● **Saved entries**
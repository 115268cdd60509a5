//! Instanced scenes and the HUD text overlay.
//!
//! Each demo is one [`InstancedScene`]: a single mesh drawn once per
//! instance with one instanced draw call. The engine drives scenes only
//! through this trait.

pub mod cubes;
pub mod forest;
pub mod text_overlay;

use wgpu::util::DeviceExt;

use crate::gpu::render_context::RenderContext;
use crate::instancing::InstanceCount;
use crate::options::{LightingOptions, LightingUniform};

pub use cubes::CubeScene;
pub use forest::ForestScene;
pub use text_overlay::{overlay_lines, SceneStats, TextOverlay};

/// Per-frame inputs shared by every scene.
pub struct FrameInputs<'a> {
    /// Device, queue and surface.
    pub context: &'a RenderContext,
    /// Seconds since the demo started.
    pub time: f32,
}

/// A mesh drawn `instance_count` times with per-instance transforms.
pub trait InstancedScene {
    /// Short human-readable name, shown in the window title.
    fn name(&self) -> &'static str;

    /// The live instance count and its rebuild flag.
    fn count(&self) -> &InstanceCount;

    /// Mutable access for the `=`/`-` keys.
    fn count_mut(&mut self) -> &mut InstanceCount;

    /// Vertices in the instanced mesh.
    fn vertices_per_instance(&self) -> u32;

    /// Rebuild instance buffers if the count changed and write per-frame
    /// uniforms.
    fn prepare(&mut self, frame: &FrameInputs<'_>);

    /// Record GPU work that must finish before the draw.
    fn encode_compute(
        &self,
        _encoder: &mut wgpu::CommandEncoder,
        _camera: &wgpu::BindGroup,
    ) {
    }

    /// Record the instanced draw into an open render pass.
    fn draw<'a>(
        &'a self,
        pass: &mut wgpu::RenderPass<'a>,
        camera: &'a wgpu::BindGroup,
        wireframe: bool,
    );

    /// Background color.
    fn clear_color(&self) -> wgpu::Color {
        wgpu::Color {
            r: 0.4,
            g: 0.4,
            b: 0.4,
            a: 1.0,
        }
    }

    /// Numbers for the HUD.
    fn stats(&self) -> SceneStats {
        SceneStats::new(self.count().get(), self.vertices_per_instance())
    }
}

/// Uniform buffer holding the Phong light and material.
pub(crate) fn lighting_buffer(
    device: &wgpu::Device,
    options: &LightingOptions,
) -> wgpu::Buffer {
    device.create_buffer_init(&wgpu::util::BufferInitDescriptor {
        label: Some("Lighting Buffer"),
        contents: bytemuck::cast_slice(&[LightingUniform::from(options)]),
        usage: wgpu::BufferUsages::UNIFORM,
    })
}

/// Compile a WGSL source string.
pub(crate) fn shader_module(
    device: &wgpu::Device,
    label: &str,
    source: &str,
) -> wgpu::ShaderModule {
    device.create_shader_module(wgpu::ShaderModuleDescriptor {
        label: Some(label),
        source: wgpu::ShaderSource::Wgsl(source.into()),
    })
}

/// Opaque color target for the surface format.
pub(crate) fn surface_target(
    format: wgpu::TextureFormat,
) -> [Option<wgpu::ColorTargetState>; 1] {
    [Some(wgpu::ColorTargetState {
        format,
        blend: None,
        write_mask: wgpu::ColorWrites::ALL,
    })]
}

● **What to do**
Only lines with the word "mesh" are needed. Copy them from the preceding records.

● **Written solution**
//! Each demo is one [`InstancedScene`]: a single mesh drawn once per
/// A mesh drawn `instance_count` times with per-instance transforms.
    /// Vertices in the instanced mesh.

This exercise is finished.